Gynecomastia (overdevelopment of male breasts) is a common condition characterized by an excess of localized fat and/or glandular tissue in the male breast. It is sometimes caused by disease, hormonal changes, heredity, or certain medications, although in most cases its cause is unknown. It occurs in one or both breasts and affects teenagers and grown men. Symptoms of gynecomastia include enlarged breasts, breasts that feel rubbery or firm, and nickel- or quarter-sized breast “buds,” which are common in adolescents and tend to go away on their own.
As long as breast development is complete, plastic surgery can be used to treat gynecomastia that is not caused by disease or medication. Treatment choices include liposuction or surgery or a combination of the two. The choice of technique depends on the amount and type of breast tissue. If the breasts consist mostly of fatty tissue, we can use liposuction to remove fat through the nipples or underarms.
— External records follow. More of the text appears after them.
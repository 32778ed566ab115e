//! Snapshot buffer layout.
//! Must stay in sync with TypeScript `protocol.ts`.
//!
//! Layout (all values in f32 / 4 bytes):
//! ```text
//! [Header: 16 floats]
//! [Entities: max_entities × 8 floats]
//! ```
//!
//! The header carries its own capacity so TypeScript can compute offsets dynamically.

use crate::api::game::GameConfig;
use crate::renderer::instance::EntityInstance;

/// Number of floats in the header section.
pub const HEADER_FLOATS: usize = 16;

/// Header field indices.
pub const HEADER_PROTOCOL_VERSION: usize = 0;
pub const HEADER_FRAME_COUNTER: usize = 1;
pub const HEADER_PHASE: usize = 2;
pub const HEADER_ELAPSED_SECONDS: usize = 3;
pub const HEADER_ELAPSED_WHOLE: usize = 4;
pub const HEADER_ENTITY_COUNT: usize = 5;
pub const HEADER_MAX_ENTITIES: usize = 6;
pub const HEADER_CAMERA_EYE_X: usize = 7;
pub const HEADER_CAMERA_EYE_Y: usize = 8;
pub const HEADER_CAMERA_EYE_Z: usize = 9;
pub const HEADER_CAMERA_TARGET_X: usize = 10;
pub const HEADER_CAMERA_TARGET_Y: usize = 11;
pub const HEADER_CAMERA_TARGET_Z: usize = 12;
pub const HEADER_EVENT_COUNT: usize = 13;

/// Protocol version written into the header.
pub const PROTOCOL_VERSION: f32 = 1.0;

/// Floats per entity record (fixed wire format).
pub const ENTITY_FLOATS: usize = EntityInstance::FLOATS;

/// Runtime-computed snapshot layout.
#[derive(Debug, Clone, PartialEq)]
pub struct ProtocolLayout {
    /// Maximum entity records.
    pub max_entities: usize,
    /// Size of entity data section in floats.
    pub entity_data_floats: usize,
    /// Offset (in floats) where entity data begins.
    pub entity_data_offset: usize,
    /// Total buffer size in floats.
    pub buffer_total_floats: usize,
    /// Total buffer size in bytes.
    pub buffer_total_bytes: usize,
}

impl ProtocolLayout {
    pub fn new(max_entities: usize) -> Self {
        let entity_data_floats = max_entities * ENTITY_FLOATS;
        let entity_data_offset = HEADER_FLOATS;
        let buffer_total_floats = entity_data_offset + entity_data_floats;

        Self {
            max_entities,
            entity_data_floats,
            entity_data_offset,
            buffer_total_floats,
            buffer_total_bytes: buffer_total_floats * 4,
        }
    }

    /// Compute layout from a GameConfig.
    pub fn from_config(config: &GameConfig) -> Self {
        Self::new(config.max_entities)
    }

    /// Float offset of the `index`-th entity record.
    pub fn entity_offset(&self, index: usize) -> usize {
        self.entity_data_offset + index * ENTITY_FLOATS
    }
}

#[cfg(test)]
mod tests {
    use super::*;

    #[test]
    fn from_default_config() {
        let layout = ProtocolLayout::from_config(&GameConfig::default());
        assert_eq!(layout.max_entities, 64);
        assert_eq!(layout.entity_data_offset, HEADER_FLOATS);
        assert_eq!(layout.entity_data_floats, 64 * 8);
        assert_eq!(layout.buffer_total_floats, 16 + 64 * 8);
        assert_eq!(layout.buffer_total_bytes, (16 + 64 * 8) * 4);
    }

    #[test]
    fn entity_offsets_are_contiguous() {
        let layout = ProtocolLayout::new(4);
        assert_eq!(layout.entity_offset(0), 16);
        assert_eq!(layout.entity_offset(1), 24);
        assert_eq!(layout.entity_offset(3) + ENTITY_FLOATS, layout.buffer_total_floats);
    }

    #[test]
    fn header_fields_fit() {
        assert!(HEADER_EVENT_COUNT < HEADER_FLOATS);
    }
}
For breasts with excessive glandular tissue, we can perform excision surgery, which requires cutting away excess fat, skin, and tissue and requires a larger incision than does liposuction.
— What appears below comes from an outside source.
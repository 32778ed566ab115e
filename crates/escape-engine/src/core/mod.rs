pub mod scene;
pub mod state;
pub mod time;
Following male breast reduction surgery, there is bruising, swelling, and discomfort. Discomfort usually dissipates after a few days and can be lessened with prescribed pain medication. To help reduce swelling, a compression garment is worn for about two weeks, and only at night for several additional weeks. Patients typically return to work within a week. Light aerobic exercise can be performed after a week, but strenuous activities should be avoided for four to six weeks.